Setting things up for dynamic Voice XML generation is a multistep process:

  1. Define the structure of the Voice XML you want to generate. Work with sample data and write a series of forms and menus. Some parts will be the same no matter how the data changes; some will have all or part of their content be dependent on the data.
  2. Identify the parts that will be dependent on the data.
  3. Write XSLT to extract the data you need and insert it into the Voice XML. Test offline.
  4. Select a server technology to execute the transform. Options include Java servlets, JSPs, ASPs, PHP, and so on. Here we’ll be using a Java servlet.
  5. Map the application phone number to the URI of the servlet that will execute the transform. Done.

So let’s look at our boss example dynamically. As the boss is getting ready for the meeting, his staff is preparing data on the participants. All the staff has to do is modify an XML file on the server. No programming is required since the XSLT will have already be written (we’ll see it shortly) based on the structure of the XML data.
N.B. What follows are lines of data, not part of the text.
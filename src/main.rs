//! LP Pricer - Main Entry Point
//!
//! Prices a single Uniswap V2 pair and prints the result.

use alloy::primitives::Address;
use anyhow::{Context, Result};
use lp_pricer::*;
use std::str::FromStr;
use tracing::info;

#[tokio::main]
async fn main() -> Result<()> {
    dotenv::dotenv().ok();

    // Initialize logging
    let _logging_guard = utils::setup_logging()?;
    utils::setup_output_directories()?;

    // Load configuration
    let config = CONFIG.clone();

    info!("💧 LP Pricer v0.1.0");
    info!("📋 Configuration:");
    info!("   Network: {}", config.network);
    if let Some((decimals0, decimals1)) = config.token_decimals {
        info!("   Decimals override: {} / {}", decimals0, decimals1);
    }

    let pool_address = config
        .pool_address
        .as_ref()
        .context("POOL_ADDRESS is required")?;
    let pool_address = Address::from_str(pool_address)
        .context("POOL_ADDRESS is not a valid address")?;

    // Setup network provider
    let provider = network::setup_provider(&config).await?;
    let chain = AlloyChain::new(provider);

    let (token0, token1) = get_pool_tokens(&chain, pool_address).await?;
    utils::print_pool_tokens(&token0, &token1);

    let result = get_price_for_pool(&chain, pool_address, config.token_decimals).await?;
    utils::print_pool_price(&result);

    println!("{}", serde_json::to_string_pretty(&result)?);

    Ok(())
}
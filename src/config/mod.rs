//! Configuration management for the pricing service

pub mod settings;

pub use settings::*;

use lazy_static::lazy_static;

lazy_static! {
    pub static ref CONFIG: Config = Config::load();
}
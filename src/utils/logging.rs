//! Logging setup and configuration

use anyhow::Result;
use std::sync::Arc;
use tracing_subscriber::{layer::SubscriberExt, util::SubscriberInitExt};

pub struct LoggingGuard {
    pub _guard: tracing_appender::non_blocking::WorkerGuard,
}

pub fn setup_logging() -> Result<Arc<LoggingGuard>> {
    let file_appender = tracing_appender::rolling::hourly("output/logs", "lp-pricer.log");
    let (non_blocking, guard) = tracing_appender::non_blocking(file_appender);

    tracing_subscriber::registry()
        .with(
            tracing_subscriber::fmt::layer()
                .with_target(false)
                .with_thread_ids(false)
                .with_ansi(true)
                .with_level(true)
        )
        .with(
            tracing_subscriber::fmt::layer()
                .with_writer(non_blocking)
                .with_target(true)
                .with_thread_ids(false)
                .with_level(true)
                .with_ansi(false)
                .compact()
        )
        .with(
            tracing_subscriber::EnvFilter::from_default_env()
                .add_directive("info".parse()?)
        )
        .init();

    Ok(Arc::new(LoggingGuard { _guard: guard }))
}

pub fn setup_output_directories() -> Result<()> {
    std::fs::create_dir_all("output/logs")?;

    Ok(())
}
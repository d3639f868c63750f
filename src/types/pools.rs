//! Pool price result types

use alloy::primitives::Address;
use rust_decimal::Decimal;
use serde::Serialize;

/// Spot prices for a pool in both token orders.
///
/// `price` is token1 denominated in token0 units (`amount1 / amount0`),
/// `price_rev` is the inverse. The formatted variants never alter the
/// numeric fields they accompany.
#[derive(Debug, Clone, Serialize)]
#[serde(rename_all = "camelCase")]
pub struct PoolPrices {
    pub price: Decimal,
    pub price_formatted: String,
    pub price_rev: Decimal,
    pub price_rev_formatted: String,
}

/// Decimal-normalized reserves for each side of the pool.
#[derive(Debug, Clone, Serialize)]
#[serde(rename_all = "camelCase")]
pub struct PoolReserves {
    pub token0_reserves: Decimal,
    pub token1_reserves: Decimal,
    pub token0_reserves_formatted: String,
    pub token1_reserves_formatted: String,
}

/// Aggregate result for a priced pool.
///
/// Serialized field names (`priceFormatted`, `token0Reserves`, `lpAddress`,
/// ...) are part of the output contract and must not change.
#[derive(Debug, Clone, Serialize)]
#[serde(rename_all = "camelCase")]
pub struct PoolPrice {
    pub price: Decimal,
    pub price_formatted: String,
    pub price_rev: Decimal,
    pub price_rev_formatted: String,
    pub token0_reserves: Decimal,
    pub token1_reserves: Decimal,
    pub token0_reserves_formatted: String,
    pub token1_reserves_formatted: String,
    pub lp_address: Address,
}

#[cfg(test)]
mod tests {
    use super::*;
    use rust_decimal_macros::dec;

    #[test]
    fn pool_price_serializes_with_fixed_field_names() {
        let result = PoolPrice {
            price: dec!(3),
            price_formatted: "3.00".to_string(),
            price_rev: dec!(0.3333),
            price_rev_formatted: "0.3333".to_string(),
            token0_reserves: dec!(1),
            token1_reserves: dec!(3),
            token0_reserves_formatted: "1.00".to_string(),
            token1_reserves_formatted: "3.00".to_string(),
            lp_address: Address::repeat_byte(0x42),
        };

        let value = serde_json::to_value(&result).expect("serializable");
        for field in [
            "price",
            "priceFormatted",
            "priceRev",
            "priceRevFormatted",
            "token0Reserves",
            "token1Reserves",
            "token0ReservesFormatted",
            "token1ReservesFormatted",
            "lpAddress",
        ] {
            assert!(value.get(field).is_some(), "missing field {field}");
        }
    }
}
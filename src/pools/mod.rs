//! Raw on-chain pool and token reads

pub mod reserves;
pub mod tokens;

pub use reserves::*;
pub use tokens::*;
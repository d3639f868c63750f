//! Pool price orchestration
//!
//! Sequences the on-chain reads and the pure calculator into the
//! aggregate result callers consume. Fail-fast: any fetch error
//! propagates unchanged, there is no fallback pricing.

use alloy::primitives::{Address, U256};
use tracing::debug;

use crate::{
    errors::PriceResult,
    network::ChainClient,
    types::{PoolPrice, TokenInfo},
};

use super::calculator::{compute_prices, compute_reserves};

/// Reads the pair's two raw reserve values.
pub async fn fetch_reserves<C: ChainClient>(
    chain: &C,
    lp_address: Address,
) -> PriceResult<(U256, U256)> {
    let (reserve0, reserve1) = chain.get_reserves(lp_address).await?;
    debug!("Reserves for {}: {} / {}", lp_address, reserve0, reserve1);
    Ok((reserve0, reserve1))
}

/// Returns the pair's token decimals, using the caller-supplied override
/// verbatim when present. With an override no chain lookup is made.
pub async fn resolve_decimals<C: ChainClient>(
    chain: &C,
    lp_address: Address,
    decimals_override: Option<(u8, u8)>,
) -> PriceResult<(u8, u8)> {
    match decimals_override {
        Some(decimals) => Ok(decimals),
        None => chain.get_token_decimals(lp_address).await,
    }
}

/// Fetches ERC-20 metadata for both pool tokens, independent of pricing.
pub async fn get_pool_tokens<C: ChainClient>(
    chain: &C,
    lp_address: Address,
) -> PriceResult<(TokenInfo, TokenInfo)> {
    chain.get_token_metadata(lp_address).await
}

/// Prices the pool at `lp_address`.
///
/// Reserves and decimals have no data dependency on each other, so both
/// reads are issued concurrently and joined before calculation.
pub async fn get_price_for_pool<C: ChainClient>(
    chain: &C,
    lp_address: Address,
    decimals_override: Option<(u8, u8)>,
) -> PriceResult<PoolPrice> {
    let ((reserve0, reserve1), (decimals0, decimals1)) = tokio::try_join!(
        fetch_reserves(chain, lp_address),
        resolve_decimals(chain, lp_address, decimals_override),
    )?;

    let prices = compute_prices(reserve0, reserve1, decimals0, decimals1)?;
    let reserves = compute_reserves(reserve0, reserve1, decimals0, decimals1)?;

    Ok(PoolPrice {
        price: prices.price,
        price_formatted: prices.price_formatted,
        price_rev: prices.price_rev,
        price_rev_formatted: prices.price_rev_formatted,
        token0_reserves: reserves.token0_reserves,
        token1_reserves: reserves.token1_reserves,
        token0_reserves_formatted: reserves.token0_reserves_formatted,
        token1_reserves_formatted: reserves.token1_reserves_formatted,
        lp_address,
    })
}
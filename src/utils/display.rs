//! Display and printing utilities

use tracing::info;

use crate::types::{PoolPrice, TokenInfo};

pub fn print_pool_price(result: &PoolPrice) {
    info!("\n💧 Pool {}", result.lp_address);
    info!("💱 Prices:");
    info!("   token1 per token0: {}", result.price_formatted);
    info!("   token0 per token1: {}", result.price_rev_formatted);
    info!("📊 Reserves:");
    info!("   token0: {}", result.token0_reserves_formatted);
    info!("   token1: {}", result.token1_reserves_formatted);
}

pub fn print_pool_tokens(token0: &TokenInfo, token1: &TokenInfo) {
    info!("🪙 Pool tokens:");
    info!("   {} ({}) - {} decimals", token0.symbol, token0.name, token0.decimals);
    info!("   {} ({}) - {} decimals", token1.symbol, token1.name, token1.decimals);
}
//! Issue and verify pipelines tying the watermark codec to the integrity layer.
//!
//! Issuing: record → canonical payload → [`LsbCodec::embed`].
//! Verifying: [`LsbCodec::extract`] → parse → signing digest → signature check.

use serde::{Deserialize, Serialize};
use serde_json::Value;
use tracing::{debug, info, warn};

use crate::certificate::{signing_digest_of, CertificateRecord};
use crate::config::GhostConfig;
use crate::error::Result;
use crate::integrity::SignatureVerifier;
use crate::watermark::{LsbCodec, PixelBuffer};

/// Embed `record` into a copy of `carrier`.
pub fn issue_certificate(
    carrier: &PixelBuffer,
    record: &CertificateRecord,
    config: &GhostConfig,
) -> Result<PixelBuffer> {
    let codec = LsbCodec::new(config.codec.clone())?;
    let payload = record.to_payload()?;

    info!(
        id = %record.id,
        payload_bytes = payload.len(),
        pixel_count = carrier.pixel_count(),
        "Issuing certificate"
    );

    codec.embed(carrier, &payload)
}

/// Outcome of verifying a certificate image.
#[derive(Debug, Clone, PartialEq)]
pub enum CredentialVerification {
    /// Watermark found and signature accepted.
    Authentic {
        record: CertificateRecord,
        digest: String,
    },
    /// Watermark found but the signature does not match the recomputed digest.
    SignatureInvalid {
        record: CertificateRecord,
        digest: String,
    },
    /// A watermark is present but its payload is not a certificate record.
    Corrupted { reason: String, payload: Vec<u8> },
    /// No watermark in the image.
    NoWatermark,
}

impl CredentialVerification {
    pub fn is_valid(&self) -> bool {
        matches!(self, Self::Authentic { .. })
    }

    pub fn record(&self) -> Option<&CertificateRecord> {
        match self {
            Self::Authentic { record, .. } | Self::SignatureInvalid { record, .. } => Some(record),
            _ => None,
        }
    }

    pub fn digest(&self) -> Option<&str> {
        match self {
            Self::Authentic { digest, .. } | Self::SignatureInvalid { digest, .. } => {
                Some(digest)
            }
            _ => None,
        }
    }

    /// Human-readable description.
    pub fn description(&self) -> String {
        match self {
            Self::Authentic { .. } => "Credential is authentic".to_string(),
            Self::SignatureInvalid { .. } => {
                "Integrity check failed: signature does not match the credential".to_string()
            }
            Self::Corrupted { reason, .. } => format!("Watermark corrupted: {reason}"),
            Self::NoWatermark => {
                "No secure watermark found. File may be tampered.".to_string()
            }
        }
    }

    /// Flatten into a serializable report.
    pub fn to_report(&self, scheme: &str, config: &GhostConfig) -> VerificationReport {
        let stego_match = matches!(
            self,
            Self::Authentic { .. } | Self::SignatureInvalid { .. }
        );
        VerificationReport {
            is_valid: self.is_valid(),
            integrity: IntegrityChecks {
                stego_match,
                signature_valid: self.is_valid(),
            },
            signature_scheme: scheme.to_string(),
            digest_algorithm: config.integrity.digest.identifier().to_string(),
            digest: self.digest().map(str::to_string),
            details: self.record().cloned(),
            error: (!self.is_valid()).then(|| self.description()),
        }
    }
}

/// Individual checks behind a verification result.
#[derive(Debug, Clone, PartialEq, Eq, Serialize, Deserialize)]
#[serde(rename_all = "camelCase")]
pub struct IntegrityChecks {
    /// A well-formed certificate record was recovered from the image
    pub stego_match: bool,
    pub signature_valid: bool,
}

/// Serializable verification result for CLI and Wasm consumers.
#[derive(Debug, Clone, PartialEq, Serialize, Deserialize)]
#[serde(rename_all = "camelCase")]
pub struct VerificationReport {
    pub is_valid: bool,
    pub integrity: IntegrityChecks,
    pub signature_scheme: String,
    pub digest_algorithm: String,
    pub digest: Option<String>,
    pub details: Option<CertificateRecord>,
    pub error: Option<String>,
}

/// Extract, parse and check the certificate embedded in `stego`.
///
/// `issuer_key` overrides the key handed to `verifier`; by default the
/// record's `issuerDid` is used. Only an invalid configuration is an error;
/// every verification outcome is a [`CredentialVerification`] value.
pub fn verify_certificate(
    stego: &PixelBuffer,
    verifier: &dyn SignatureVerifier,
    issuer_key: Option<&str>,
    config: &GhostConfig,
) -> Result<CredentialVerification> {
    let codec = LsbCodec::new(config.codec.clone())?;

    let Some(payload) = codec.extract(stego) else {
        info!("No watermark found");
        return Ok(CredentialVerification::NoWatermark);
    };

    let value: Value = match serde_json::from_slice(&payload) {
        Ok(value) => value,
        Err(e) => {
            warn!(error = %e, "Watermark payload is not JSON");
            return Ok(CredentialVerification::Corrupted {
                reason: e.to_string(),
                payload,
            });
        }
    };

    let record: CertificateRecord = match serde_json::from_value(value.clone()) {
        Ok(record) => record,
        Err(e) => {
            warn!(error = %e, "Watermark payload is not a certificate record");
            return Ok(CredentialVerification::Corrupted {
                reason: e.to_string(),
                payload,
            });
        }
    };

    // Hash the payload as extracted so unknown fields and explicit nulls count
    let digest = signing_digest_of(value, config.integrity.digest)?;
    let key = issuer_key.unwrap_or(record.issuer_did.as_str());
    let signature_valid = verifier.verify(&digest, &record.signature, key);

    debug!(
        id = %record.id,
        scheme = verifier.scheme(),
        digest_algorithm = %config.integrity.digest,
        signature_valid,
        "Checked credential signature"
    );

    if signature_valid {
        info!(id = %record.id, "Credential authentic");
        Ok(CredentialVerification::Authentic { record, digest })
    } else {
        warn!(id = %record.id, "Credential signature rejected");
        Ok(CredentialVerification::SignatureInvalid { record, digest })
    }
}
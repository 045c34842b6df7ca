//! ML-DSA-65 (FIPS 204) signer and verifier for credential digests.
//!
//! Signatures are detached, computed over the UTF-8 bytes of the hex digest
//! and base64 encoded so a signed record still fits under the default
//! extraction bound. The issuer key is the base64 encoded public key.

use base64::engine::general_purpose::STANDARD as BASE64;
use base64::Engine;
use pqcrypto_mldsa::mldsa65;
use pqcrypto_traits::sign::{DetachedSignature as _, PublicKey as _, SecretKey as _};
use serde::{Deserialize, Serialize};
use tracing::debug;
use zeroize::Zeroizing;

use super::signature::{CredentialSigner, SignatureVerifier};
use crate::error::{GhostError, Result};

/// Expected size of an ML-DSA-65 public key in bytes.
pub const MLDSA65_PUBLIC_KEY_BYTES: usize = 1952;

/// Expected size of an ML-DSA-65 secret key in bytes.
pub const MLDSA65_SECRET_KEY_BYTES: usize = 4032;

/// Expected size of an ML-DSA-65 detached signature in bytes.
pub const MLDSA65_SIGNATURE_BYTES: usize = 3309;

/// Base64 encoded keypair, as written to disk by the CLI.
#[derive(Clone, Serialize, Deserialize)]
pub struct ExportedKeypair {
    pub algorithm: String,
    pub public_key: String,
    pub secret_key: String,
}

impl std::fmt::Debug for ExportedKeypair {
    fn fmt(&self, f: &mut std::fmt::Formatter<'_>) -> std::fmt::Result {
        f.debug_struct("ExportedKeypair")
            .field("algorithm", &self.algorithm)
            .field("public_key", &self.public_key)
            .field("secret_key", &"[REDACTED]")
            .finish()
    }
}

/// ML-DSA-65 credential signer.
///
/// The secret key bytes are wiped from memory on drop.
pub struct MlDsaSigner {
    public_key: mldsa65::PublicKey,
    secret_key: Zeroizing<Vec<u8>>,
}

impl MlDsaSigner {
    pub const ALGORITHM: &'static str = "ML-DSA-65";

    /// Generate a fresh keypair.
    pub fn generate() -> Self {
        let (public_key, secret_key) = mldsa65::keypair();
        Self {
            public_key,
            secret_key: Zeroizing::new(secret_key.as_bytes().to_vec()),
        }
    }

    /// Rebuild a signer from raw key bytes.
    pub fn from_bytes(public_key: &[u8], secret_key: &[u8]) -> Result<Self> {
        let public_key = mldsa65::PublicKey::from_bytes(public_key).map_err(|_| {
            GhostError::SignatureError(format!(
                "Invalid public key: expected {MLDSA65_PUBLIC_KEY_BYTES} bytes, got {}",
                public_key.len()
            ))
        })?;
        mldsa65::SecretKey::from_bytes(secret_key).map_err(|_| {
            GhostError::SignatureError(format!(
                "Invalid secret key: expected {MLDSA65_SECRET_KEY_BYTES} bytes, got {}",
                secret_key.len()
            ))
        })?;

        Ok(Self {
            public_key,
            secret_key: Zeroizing::new(secret_key.to_vec()),
        })
    }

    /// Rebuild a signer from its base64 export.
    pub fn from_exported(exported: &ExportedKeypair) -> Result<Self> {
        if exported.algorithm != Self::ALGORITHM {
            return Err(GhostError::SignatureError(format!(
                "Unsupported key algorithm: {}",
                exported.algorithm
            )));
        }
        let public_key = BASE64
            .decode(&exported.public_key)
            .map_err(|e| GhostError::SignatureError(format!("Invalid public key encoding: {e}")))?;
        let secret_key = Zeroizing::new(
            BASE64
                .decode(&exported.secret_key)
                .map_err(|e| GhostError::SignatureError(format!("Invalid secret key encoding: {e}")))?,
        );
        Self::from_bytes(&public_key, &secret_key)
    }

    pub fn export(&self) -> ExportedKeypair {
        ExportedKeypair {
            algorithm: Self::ALGORITHM.to_string(),
            public_key: self.public_key_base64(),
            secret_key: BASE64.encode(self.secret_key.as_slice()),
        }
    }

    pub fn public_key_base64(&self) -> String {
        BASE64.encode(self.public_key.as_bytes())
    }
}

impl CredentialSigner for MlDsaSigner {
    fn sign(&self, digest: &str) -> Result<String> {
        let secret_key = mldsa65::SecretKey::from_bytes(&self.secret_key)
            .map_err(|_| GhostError::SignatureError("Invalid secret key".into()))?;
        let signature = mldsa65::detached_sign(digest.as_bytes(), &secret_key);
        Ok(BASE64.encode(signature.as_bytes()))
    }

    fn issuer_key(&self) -> String {
        self.public_key_base64()
    }

    fn scheme(&self) -> &'static str {
        Self::ALGORITHM
    }
}

/// ML-DSA-65 verifier: `issuer_key` and `signature` are base64 strings.
#[derive(Debug, Clone, Copy, Default)]
pub struct MlDsaVerifier;

impl SignatureVerifier for MlDsaVerifier {
    fn verify(&self, digest: &str, signature: &str, issuer_key: &str) -> bool {
        let Ok(key_bytes) = BASE64.decode(issuer_key) else {
            debug!("Issuer key is not valid base64");
            return false;
        };
        let Ok(sig_bytes) = BASE64.decode(signature) else {
            debug!("Signature is not valid base64");
            return false;
        };
        let Ok(public_key) = mldsa65::PublicKey::from_bytes(&key_bytes) else {
            debug!(len = key_bytes.len(), "Issuer key has wrong length");
            return false;
        };
        let Ok(signature) = mldsa65::DetachedSignature::from_bytes(&sig_bytes) else {
            debug!(len = sig_bytes.len(), "Signature has wrong length");
            return false;
        };

        mldsa65::verify_detached_signature(&signature, digest.as_bytes(), &public_key).is_ok()
    }

    fn scheme(&self) -> &'static str {
        MlDsaSigner::ALGORITHM
    }
}
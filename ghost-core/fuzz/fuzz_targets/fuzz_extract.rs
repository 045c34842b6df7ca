#![no_main]

//! Fuzz target for LSB watermark extraction
//!
//! Arbitrary bytes are treated as RGBA samples of a single-row image. The
//! extractor must never panic and must never return more than the bound.
//!
//! Run with: cargo +nightly fuzz run fuzz_extract

use ghost_core::{extract, PixelBuffer, DEFAULT_MAX_EXTRACT_LEN};
use libfuzzer_sys::fuzz_target;

fuzz_target!(|data: &[u8]| {
    let usable = data.len() - data.len() % 4;
    if usable == 0 {
        return;
    }

    let width = (usable / 4) as u32;
    let Ok(buffer) = PixelBuffer::from_rgba(width, 1, data[..usable].to_vec()) else {
        return;
    };

    if let Some(payload) = extract(&buffer) {
        assert!(payload.len() <= DEFAULT_MAX_EXTRACT_LEN);
        assert!(!payload.contains(&0));
    }
});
The updatable XML data file looks like this:

<players>
 <player name="dave">Wife jane. Two kids, mark and tamara.</player>
 <player name="karen">Husband jimmy. Two kids, brett and courtney.</player>
 <player name="roger">Separated from wife marla. No kids</player>
</players>

The goal is to have the boss dial in and hear a dialogue that might go like this:

C: who?
U: Karen (the boss can also press 2)
C: Husband Jimmy. Two kids, Brett and Courtney.

The Voice XML behind this dialogue is given in Listing 4.

Listing 4 Voice XML person lookup

<?xml version="1.0" encoding="UTF-8"?> 
<vxml version="2.0" xmlns="http://www.w3.org/2001/vxml" 
 xmlns:xsi="http://www.w3.org/2001/XMLSchema-instance" 
 xsi:schemaLocation="http://www.w3.org/2001/vxml 
  http://www.w3.org/TR/Voice XML20/vxml.xsd"> 
  
 
  <menu id="main" dtmf="true">
    <prompt> 
     who?
     <enumerate/>
    </prompt> 
    <choice next="#dave">dave</choice>
    <choice next="#karen">karen</choice>
    <choice next="#roger">roger</choice>
  </menu> 
  
  <form id="dave">   
   <block>
    Wife jane. Two kids, mark and tamara
   </block> 
  </form> 
  
  <form id="karen">   
   <block>
    Husband jimmy. Two kids, brett and courtney.
   </block> 
  </form> 
  
  <form id="roger">   
   <block>
    Separated from wife marla. No kids.
   </block> 
  </form>   

</vxml>

The beauty of this approach is that we can test the XSLT offline to make certain that it generates the Voice XML we want. The critical piece is the XML data file that requires very little technical expertise to maintain and can be managed with tools that ensure the XML stays well-formed and conforms to whatever DTD or schema we might have defined.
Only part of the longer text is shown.